Se incorporó y dificultosamente corrió la silla persiguiendo el sol. Miraba hacer a los otros, escuchaba las conversaciones, sentía la necesidad de intervenir . . .
Contrólate Margarita. Cerró la boca, no le resultaba fácil quedarse callada, luego de ese largo tiempo de estar sola. Hacía rato que no aventuraba una opinión, no la escuchaban, y pobre de ella si intentaba integrarse al grupo.
– ¡Cuidado! ¡Quédese quiera! No sea que se dé un golpe . . .
O cuando intentaba servir el té:
– Oh, no, se va a quemar. Deje, ya le serviremos .. .
Alguien se acercó a invitarle una masita, los demás se fueron aproximando, comentaban de política, de la fuerte crisis, de la desocupación . . .
Sonrió.
– La historia se repite: Hace mucho tiempo yo era chica. Estábamos en crisis. Era diferente, era económica, sólo económica. No como ahora que es de valores además . . . Europa nos ayudó, la garantía fueron nuestros campos, el ganado argentino, el agro, nuestro esfuerzo. El granero del mundo, así se nos llamó. Yo era chi . . .ca . .
– Mamá querida, usted no entiende, no sueñe, eran otros tiempos además usted no está preparada para opinar. Tranquila, calme su impulso ¿Quiere que la acompañe a su cuarto para que descanse? . . .
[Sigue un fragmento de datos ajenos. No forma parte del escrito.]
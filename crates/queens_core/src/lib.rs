pub mod board;
pub mod eval;
pub mod movegen;
pub mod types;

// Re-export core game logic (not engine-specific)
pub use board::*;
pub use eval::*;
pub use movegen::*;
pub use types::*;

use std::time::Duration;

// =============================================================================
// Engine trait — implemented by all N-Queens engines (alpha-beta, minimax, …)
// =============================================================================

/// Statistics for a single top-level search call.
///
/// Transient: produced once per `best_move` invocation and handed to the
/// presentation layer; never part of the board's state.
#[derive(Debug, Clone, Copy, Default)]
pub struct SearchStats {
    /// Evaluation-node visits across the whole call, recursion included
    pub nodes: u64,
    /// Wall-clock time spent in the call
    pub elapsed: Duration,
}

impl SearchStats {
    /// Nodes per second, guarded against an elapsed time that rounds to
    /// zero on fast searches.
    pub fn nodes_per_second(&self) -> f64 {
        self.nodes as f64 / self.elapsed.as_secs_f64().max(1e-3)
    }
}

/// Result of a search operation
#[derive(Debug, Clone, Copy)]
pub struct SearchResult {
    /// The chosen placement (None if no safe cell remains — the terminal
    /// signal, distinct from any score value)
    pub best_move: Option<Pos>,
    /// Score of the chosen placement, or the static evaluation when there
    /// is no move to make
    pub score: i32,
    /// Search depth used
    pub depth: u8,
    /// Search statistics for this call
    pub stats: SearchStats,
}

/// Trait that all N-Queens engines must implement.
///
/// The engine borrows the single active board mutably for the duration of
/// the call: search mutates it in place and restores it before returning,
/// so occupancy and `queens_remaining` are identical before and after.
/// Depth is the one configuration knob; change it between calls only.
pub trait Engine: Send {
    /// Chooses the automated player's next placement.
    fn best_move(&mut self, board: &mut Board, depth: u8) -> SearchResult;

    /// Returns the engine's display name
    fn name(&self) -> &str;

    /// Reset internal state for a new game (clear counters, etc.)
    fn new_game(&mut self) {}
}
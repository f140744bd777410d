//! Integration tests for the placement surface
//!
//! Walks complete games through the public API the way a frontend would:
//! alternating placements, rejection handling, and end-of-game detection.

use queens_core::{
    evaluate, safe_positions, Board, Heuristic, PlaceError, Pos, SOLVED_SCORE,
};

#[test]
fn full_4x4_solution_walk() {
    let mut board = Board::new(4);
    let solution = [
        Pos::new(0, 1),
        Pos::new(1, 3),
        Pos::new(2, 0),
        Pos::new(3, 2),
    ];

    for (i, &at) in solution.iter().enumerate() {
        assert!(!board.is_game_over());
        board.place_queen(at).unwrap();
        assert_eq!(board.queens_placed(), i + 1);
    }

    assert!(board.is_game_over());
    assert_eq!(board.queens_remaining(), 0);
    assert_eq!(evaluate(&board, Heuristic::Constructive), SOLVED_SCORE);
    assert!(safe_positions(&board).is_empty());
}

#[test]
fn full_8x8_solution_walk() {
    let mut board = Board::new(8);
    let cols = [0, 4, 7, 5, 2, 6, 1, 3];

    for (row, &col) in cols.iter().enumerate() {
        board.place_queen(Pos::new(row, col)).unwrap();
    }

    assert!(board.is_game_over());
    assert_eq!(evaluate(&board, Heuristic::Constructive), SOLVED_SCORE);
    assert_eq!(evaluate(&board, Heuristic::ConflictCount), 0);
}

#[test]
fn rejected_moves_do_not_advance_the_game() {
    let mut board = Board::new(5);
    board.place_queen(Pos::new(0, 0)).unwrap();

    let snapshot = board.clone();
    for bad in [Pos::new(0, 4), Pos::new(4, 4), Pos::new(4, 0), Pos::new(3, 3)] {
        assert_eq!(board.place_queen(bad), Err(PlaceError::UnsafePosition));
    }
    assert_eq!(board.place_queen(Pos::new(0, 0)), Err(PlaceError::CellOccupied));
    assert_eq!(board.place_queen(Pos::new(5, 0)), Err(PlaceError::InvalidPosition));
    assert_eq!(board, snapshot);
}

#[test]
fn reset_starts_a_fresh_game() {
    let mut board = Board::new(4);
    board.place_queen(Pos::new(1, 1)).unwrap();

    board.reset_to(8);
    assert_eq!(board.size(), 8);
    assert_eq!(safe_positions(&board).len(), 64);
    assert_eq!(evaluate(&board, Heuristic::Constructive), 64);
}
Las mejillas le ardían, la invadía una gran tristeza, sentía que su cuerpo se retraía, se empequeñecía hasta desaparecer. Ellos se apartaron. Se quedó sola, sentía frío. Se había levantado una brisa helada que se volvía violenta. Se contrajo aún más, escuchaba las voces desde lejos . . .
Una de sus hijas fue a buscarla al parque. Sobre la silla debajo del roble, encontró un pequeño montoncito de tierra y ramitas secas que el viento que ahora soplaba con más fuerza no había alcanzado a dispersar.